"""

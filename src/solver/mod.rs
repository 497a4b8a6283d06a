//! Solver interface used by the exploration workers.
//!
//! A [`SolverAdapter`] answers one [`SolverQuery`]: is there an assignment to
//! the symbolic inputs under which every predicate on the path to a node
//! holds and the node's own branch goes the other way? Adapters run on
//! worker threads and must return promptly once the [`CancelToken`] fires
//! or the query's time budget is spent. Any internal failure is reported as
//! [`SolveResult::Unknown`].
//!
//! Two adapters are provided:
//!
//! - [`SearchSolver`][search::SearchSolver]: in-process interval propagation
//!   and bounded candidate search
//! - [`ProcessSolver`][process::ProcessSolver]: an external SMT solver
//!   (`z3`, `cvc5`) driven over SMT-LIB2 in a child process

pub mod interval;
pub mod process;
pub mod search;
pub mod smtlib;

use std::collections::BTreeMap;
use std::fmt;
use std::sync::atomic::{AtomicBool, Ordering};
use std::sync::Arc;
use std::time::{Duration, Instant};

use crate::binding::Inputs;
use crate::expr::{Bindings, SymExpr};
use crate::predicate::Predicate;
use crate::types::{NodeId, Sort};
use crate::value::Value;

/// Variable assignment returned with a SAT answer.
#[derive(Debug, Clone, Default, PartialEq, Eq)]
pub struct Model {
    values: BTreeMap<String, Value>,
}

impl Model {
    pub fn new(values: BTreeMap<String, Value>) -> Self {
        Model { values }
    }

    pub fn get(&self, name: &str) -> Option<&Value> {
        self.values.get(name)
    }

    pub fn insert(&mut self, name: impl Into<String>, value: Value) {
        self.values.insert(name.into(), value);
    }

    pub fn len(&self) -> usize {
        self.values.len()
    }

    pub fn is_empty(&self) -> bool {
        self.values.is_empty()
    }

    pub fn iter(&self) -> impl Iterator<Item = (&str, &Value)> {
        self.values.iter().map(|(n, v)| (n.as_str(), v))
    }
}

impl Bindings for Model {
    fn value_of(&self, name: &str) -> Option<&Value> {
        self.values.get(name)
    }
}

impl fmt::Display for Model {
    fn fmt(&self, f: &mut fmt::Formatter<'_>) -> fmt::Result {
        write!(f, "{{")?;
        for (i, (name, value)) in self.values.iter().enumerate() {
            if i > 0 {
                write!(f, ", ")?;
            }
            write!(f, "{} = {}", name, value)?;
        }
        write!(f, "}}")
    }
}

/// Result of one solver attempt.
#[derive(Debug, Clone, PartialEq, Eq)]
pub enum SolveResult {
    Sat(Model),
    Unsat,
    /// No answer within the budget, cancelled, or the backend failed.
    Unknown(String),
}

impl SolveResult {
    pub fn is_sat(&self) -> bool {
        matches!(self, SolveResult::Sat(_))
    }

    pub fn model(&self) -> Option<&Model> {
        match self {
            SolveResult::Sat(m) => Some(m),
            _ => None,
        }
    }
}

impl fmt::Display for SolveResult {
    fn fmt(&self, f: &mut fmt::Formatter<'_>) -> fmt::Result {
        match self {
            SolveResult::Sat(_) => write!(f, "sat"),
            SolveResult::Unsat => write!(f, "unsat"),
            SolveResult::Unknown(reason) => write!(f, "unknown ({})", reason),
        }
    }
}

/// One attempt at flipping a branch.
#[derive(Debug, Clone)]
pub struct SolverQuery {
    /// Node whose branch is being flipped.
    pub constraint: NodeId,
    /// Predicates on the path from the root to the node's parent.
    pub asserts: Vec<Predicate>,
    /// The node's predicate with its outcome negated.
    pub goal: Predicate,
    pub timeout: Duration,
    /// Inputs of the run that created the node.
    pub hint: Option<Inputs>,
}

impl SolverQuery {
    /// All formulas that must hold, path first and goal last.
    pub fn assertions(&self) -> Vec<SymExpr> {
        self.asserts.iter().chain(std::iter::once(&self.goal)).map(Predicate::assertion).collect()
    }

    pub fn variables(&self) -> BTreeMap<String, Sort> {
        let mut vars = BTreeMap::new();
        for p in self.asserts.iter().chain(std::iter::once(&self.goal)) {
            p.expr().collect_variables(&mut vars);
        }
        vars
    }

    /// Whether every assertion evaluates to `true` under `env`.
    pub fn is_satisfied_by(&self, env: &impl Bindings) -> bool {
        self.assertions()
            .iter()
            .all(|a| matches!(a.eval(env), Ok(Value::Bool(true))))
    }

    pub fn deadline_from(&self, start: Instant) -> Instant {
        start + self.timeout
    }
}

/// Cooperative cancellation flag shared between the scheduler and a worker.
#[derive(Debug, Clone, Default)]
pub struct CancelToken(Arc<AtomicBool>);

impl CancelToken {
    pub fn new() -> Self {
        Self::default()
    }

    pub fn cancel(&self) {
        self.0.store(true, Ordering::SeqCst);
    }

    pub fn is_cancelled(&self) -> bool {
        self.0.load(Ordering::SeqCst)
    }
}

/// Backend that decides solver queries.
pub trait SolverAdapter: Send + Sync {
    fn name(&self) -> &str;

    /// Decides `query`, giving up with `Unknown` when `cancel` fires or the
    /// query's timeout elapses.
    ///
    /// The worker pool cannot stop a thread. An attempt still running past its
    /// timeout plus the configured grace is reported as `Unknown` and its
    /// thread is left to finish on its own; it is not joined at shutdown
    /// either. Adapters that need a hard stop do the work in a child process
    /// and kill it, as [`ProcessSolver`][process::ProcessSolver] does.
    fn solve(&self, query: &SolverQuery, cancel: &CancelToken) -> SolveResult;
}

#[cfg(test)]
mod tests {
    use super::*;

    use crate::expr::CompareOp;

    use test_log::test;

    #[test]
    fn test_query_assertions() {
        let x = SymExpr::var("x", Sort::Int);
        let s = SymExpr::var("s", Sort::Str);
        let query = SolverQuery {
            constraint: NodeId::new(2),
            asserts: vec![Predicate::new(SymExpr::compare(CompareOp::Gt, x.clone(), SymExpr::int(0)), true)],
            goal: Predicate::new(SymExpr::compare(CompareOp::Eq, s, SymExpr::Str("a".into())), false).negated(),
            timeout: Duration::from_millis(10),
            hint: None,
        };
        assert_eq!(query.assertions().len(), 2);
        assert_eq!(query.variables().len(), 2);

        let mut model = Model::default();
        model.insert("x", Value::from(1));
        model.insert("s", Value::from("a"));
        assert!(query.is_satisfied_by(&model));
        model.insert("x", Value::from(0));
        assert!(!query.is_satisfied_by(&model));
    }

    #[test]
    fn test_cancel_token_is_shared() {
        let token = CancelToken::new();
        let clone = token.clone();
        assert!(!clone.is_cancelled());
        token.cancel();
        token.cancel();
        assert!(clone.is_cancelled());
    }
}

"""

> **ACTIVITY**
For every line in the data above that has the string "derive", return that line.

> **WRITTEN RESPONSE**
#[derive(Debug, Clone, Default, PartialEq, Eq)]
#[derive(Debug, Clone, PartialEq, Eq)]
#[derive(Debug, Clone)]
#[derive(Debug, Clone, Default)]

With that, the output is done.